Towers, existing and new, are integral to AT&T’s network buildout for the FirstNet nationwide mobile broadband public safety network for first responders. That’s what officials for FirstNet and AT&T emphasized to lawmakers during a progress hearing Thursday of the Senate Subcommittee on Communications, Technology, Innovation and the Internet.
AT&T SVP Chris Sambar assured lawmakers the carrier has a team devoted exclusively to the FirstNet buildout, is working to use its existing infrastructure where it can and is building new infrastructure where needed, to extend coverage to rural areas. “We’re embarking on an aggressive build-out in rural areas, areas where there is no Radio Access Network.”
AT&T is adding 72 new custom designed trucks to its fleet that provide connectivity in emergencies. The carrier uses “deployables” which are mobile cell towers. “Where a natural disaster has knocked down a tower, we can drive there and pop up an antenna and provide communications,” said Sambar. The carrier is adding capacity to its network “on a tower by tower basis,” he continued.
Asked how the carrier will handle cybersecurity of FirstNet, Sambar said FirstNet data won’t touch data on AT&T’s commercial network and it’s building a separate data center for the first responder data traffic.
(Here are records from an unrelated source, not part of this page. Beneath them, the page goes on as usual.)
//! Ordered column-to-field mapping table.

use std::path::Path;

use fieldmap_shared::{FieldMapError, Result};

use crate::target::TargetRule;
use crate::xml;

/// One entry of a mapping table: a source column and the rule applied to it.
#[derive(Debug, Clone, PartialEq, Eq)]
pub struct MappingLink {
    /// Column label in the query result.
    pub source: String,
    /// Rule producing the output field.
    pub target: TargetRule,
}

/// Ordered collection of mapping links.
///
/// Order is significant: rules run in insertion order, and values of rules
/// sharing a target name accumulate in that order.
#[derive(Debug, Clone, Default, PartialEq, Eq)]
pub struct MappingTable {
    links: Vec<MappingLink>,
}

impl MappingTable {
    pub fn new() -> Self {
        Self::default()
    }

    /// Append a rule for `source`.
    pub fn push(&mut self, source: impl Into<String>, target: TargetRule) {
        self.links.push(MappingLink {
            source: source.into(),
            target,
        });
    }

    /// Builder form of [`MappingTable::push`].
    pub fn with(mut self, source: impl Into<String>, target: TargetRule) -> Self {
        self.push(source, target);
        self
    }

    pub fn rules(&self) -> &[MappingLink] {
        &self.links
    }

    pub fn len(&self) -> usize {
        self.links.len()
    }

    pub fn is_empty(&self) -> bool {
        self.links.is_empty()
    }

    /// Whether any rule crawls its value, i.e. a crawl worker must be provisioned.
    pub fn has_crawl_target(&self) -> bool {
        self.links.iter().any(|link| link.target.crawl_url())
    }

    /// Whether any rule parses a file named by its value.
    pub fn has_file_target(&self) -> bool {
        self.links.iter().any(|link| link.target.file_path())
    }

    /// Validate every rule; the first failure is reported with its source column.
    pub fn validate(&self) -> Result<()> {
        for link in &self.links {
            if link.source.is_empty() {
                return Err(FieldMapError::validation(format!(
                    "rule for target {:?} has an empty source column",
                    link.target.target_name()
                )));
            }
            link.target.validate().map_err(|e| {
                FieldMapError::validation(format!("column {:?}: {e}", link.source))
            })?;
        }
        Ok(())
    }

    /// Parse a table from its XML form.
    pub fn from_xml(input: &str) -> Result<Self> {
        xml::read_table(input)
    }

    /// Serialize the table to XML.
    pub fn to_xml(&self) -> Result<String> {
        xml::write_table(self)
    }

    /// Load a table from an XML file.
    pub fn load(path: &Path) -> Result<Self> {
        let content = std::fs::read_to_string(path).map_err(|e| FieldMapError::io(path, e))?;
        let table = Self::from_xml(&content)?;
        tracing::debug!(?path, rules = table.len(), "loaded mapping table");
        Ok(table)
    }

    /// Write the table to an XML file.
    pub fn save(&self, path: &Path) -> Result<()> {
        let content = self.to_xml()?;
        std::fs::write(path, content).map_err(|e| FieldMapError::io(path, e))
    }
}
First responders will have access to FirstNet in an encrypted way, even for their personal devices.
Asked why FirstNet chose AT&T to partner with, FirstNet CEO Mike Poth said the carrier has the size and resources to handle the buildout and operate the network for the life of the 25-year contract. “We have a sustainable model” and FirstNet “will not go back to Congress to ask for more funds,” he said.